In the literature of this subject of cardiac disorders during the menarche, we find only short annotations on palpitation of the heart in young adolescent girls, and on cardiac manifestations in chlorotic subjects. Further, the statistical fact that valvular lesions of the heart are commoner in women than in men is by many authors explained on the ground that the disturbances of the time of puberty, which certainly occur more frequently and are more severe in the female sex than in the male, play an important part in their causation. Changes also in the vessel, such as cirsoid aneurysm (angioma arteriale racemosum), are supposed to be connected with the sexual processes of this period of life. C. Heine maintains that in consequence of puberty and of the sexual functions that become established at this period, a telangiectases will not infrequently undergo transformation into a cirsoid aneurysm; especially in cases in which menstruation is scanty and irregular, angiectatic tumors may exhibit a vicarious periodic increase.
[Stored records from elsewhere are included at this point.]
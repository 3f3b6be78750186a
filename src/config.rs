//! Configuration loaded from `~/.config/readably/config.toml`.
//!
//! ```toml
//! [exclusions]
//! # Replace the built-in list entirely (optional)
//! replace = ["H1", "H2", "NAV"]
//! add = ["ASIDE"]
//! remove = ["SPAN"]
//!
//! [hover]
//! leave = "clear"   # or "sticky" (default)
//! ```

use std::path::{Path, PathBuf};

use serde::Deserialize;
use tracing::debug;

use crate::classify::ExclusionList;
use crate::error::{ReadablyError, Result};
use crate::hover::LeaveBehavior;

/// Top-level configuration file.
#[derive(Debug, Clone, Default, Deserialize)]
#[serde(deny_unknown_fields)]
pub struct Config {
    #[serde(default)]
    pub exclusions: ExclusionConfig,
    #[serde(default)]
    pub hover: HoverConfig,
}

/// Overrides applied to the built-in exclusion list.
#[derive(Debug, Clone, Default, Deserialize)]
#[serde(deny_unknown_fields)]
pub struct ExclusionConfig {
    /// Starting list instead of the defaults.
    pub replace: Option<Vec<String>>,
    #[serde(default)]
    pub add: Vec<String>,
    #[serde(default)]
    pub remove: Vec<String>,
}

impl ExclusionConfig {
    /// Build the effective list: `replace` (or the defaults), then `add`,
    /// then `remove`.
    pub fn build(&self) -> ExclusionList {
        let mut list = match &self.replace {
            Some(tags) => ExclusionList::from_tags(tags),
            None => ExclusionList::default(),
        };
        for tag in &self.add {
            list.insert(tag);
        }
        for tag in &self.remove {
            list.remove(tag);
        }
        list
    }
}

#[derive(Debug, Clone, Copy, Default, Deserialize)]
#[serde(deny_unknown_fields)]
pub struct HoverConfig {
    #[serde(default)]
    pub leave: LeaveBehavior,
}

impl Config {
    pub fn from_toml(content: &str, origin: &Path) -> Result<Self> {
        toml::from_str(content).map_err(|source| ReadablyError::Config {
            path: origin.to_path_buf(),
            source,
        })
    }
}

/// Load the configuration from the default location.
///
/// Returns defaults if the file doesn't exist (configuration is optional).
pub fn load_config() -> Result<Config> {
    load_config_from(&config_path())
}

/// Load the configuration from `path`, or defaults if it doesn't exist.
pub fn load_config_from(path: &Path) -> Result<Config> {
    if !path.exists() {
        debug!(path = %path.display(), "no config file, using defaults");
        return Ok(Config::default());
    }

    let content = std::fs::read_to_string(path)?;
    let config = Config::from_toml(&content, path)?;
    debug!(path = %path.display(), "loaded config");
    Ok(config)
}

/// Return the path to the config file.
pub fn config_path() -> PathBuf {
    dirs::config_dir()
        .unwrap_or_else(|| PathBuf::from("."))
        .join("readably")
        .join("config.toml")
}

#[cfg(test)]
mod tests {
    use super::*;

    fn parse(toml_str: &str) -> Config {
        Config::from_toml(toml_str, Path::new("test.toml")).unwrap()
    }

    #[test]
    fn parse_empty_config() {
        let config = parse("");
        assert_eq!(config.exclusions.build(), ExclusionList::default());
        assert_eq!(config.hover.leave, LeaveBehavior::Sticky);
    }

    #[test]
    fn parse_add_and_remove() {
        let config = parse(
            r#"
[exclusions]
add = ["nav", "ASIDE"]
remove = ["span"]
"#,
        );
        let list = config.exclusions.build();
        assert!(list.contains("NAV"));
        assert!(list.contains("aside"));
        assert!(!list.contains("SPAN"));
        assert!(list.contains("H1"));
    }

    #[test]
    fn parse_replace() {
        let config = parse(
            r#"
[exclusions]
replace = ["footer"]
add = ["nav"]
"#,
        );
        let list = config.exclusions.build();
        assert_eq!(list.iter().collect::<Vec<_>>(), vec!["FOOTER", "NAV"]);
    }

    #[test]
    fn parse_leave_behavior() {
        let config = parse("[hover]\nleave = \"clear\"\n");
        assert_eq!(config.hover.leave, LeaveBehavior::Clear);
    }

    #[test]
    fn invalid_config_reports_path() {
        let err = Config::from_toml("[hover]\nleave = \"maybe\"\n", Path::new("/tmp/cfg.toml")).unwrap_err();
        assert!(matches!(err, ReadablyError::Config { .. }));
        assert!(err.to_string().contains("/tmp/cfg.toml"));
    }

    #[test]
    fn unknown_keys_are_rejected() {
        assert!(Config::from_toml("[exclusion]\nadd = []\n", Path::new("x.toml")).is_err());
    }

    #[test]
    fn missing_file_gives_defaults() {
        let config = load_config_from(Path::new("/definitely/not/here/config.toml")).unwrap();
        assert!(config.exclusions.replace.is_none());
    }
}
Krieger describes nervous palpitation and also “cramps of the heart”[[22]] as occurring in girls who have not yet begun to menstruate, in the form of prodromal manifestations; similar attacks may occur also at every menstrual period in girls in whom menstruation is fully established. In most of these cases the pulse is increased in the patients who complain of a sensation of anxiety, and speak of feeling the heart roll, tremble, or flutter, to which is sometimes superadded a sensation of sudden cessation in its activity. Not infrequently there is a blowing adventitious sound, masking or accompanying the heart-sounds; there are also venous murmurs, especially when the heart-trouble is associated with anæmia or chlorosis. Of the cases of pseudo-angina pectoris[[22]] observed by Krieger, the attacks occurred as prodromal manifestations before the first appearance of menstruation in 22 per cent. of the cases, after menstruation was fully established in 78 per cent. of the cases; as regards the relation of the attacks, in cases of the latter group, to the menstrual period, they occurred before the flow in 33 per cent., during the flow in 67 per cent.; menstruation was irregular in 10 per cent. of the cases under observation, in most of the other cases menstruation had been irregular, but was now regular.

Hennig records a case in which he observed as a prodromal symptom before the establishment of menstruation the regular recurrence of congestion of the pelvic organs associated with cardiac disorder.

Diseases of the Nervous System.

The extensive transformatory processes occurring in the genital organs of young girls at the time of the menarche, and the powerful impression which the new thoughts, hopes, and fears excited at this period of life cannot fail to exercise on the nervous and emotional life, will enable us to understand how it is that the appearance of the first menstruation may give rise, especially in neurasthenic or psychopathic subjects, to manifold nervous disturbances and also to disorders of the mind.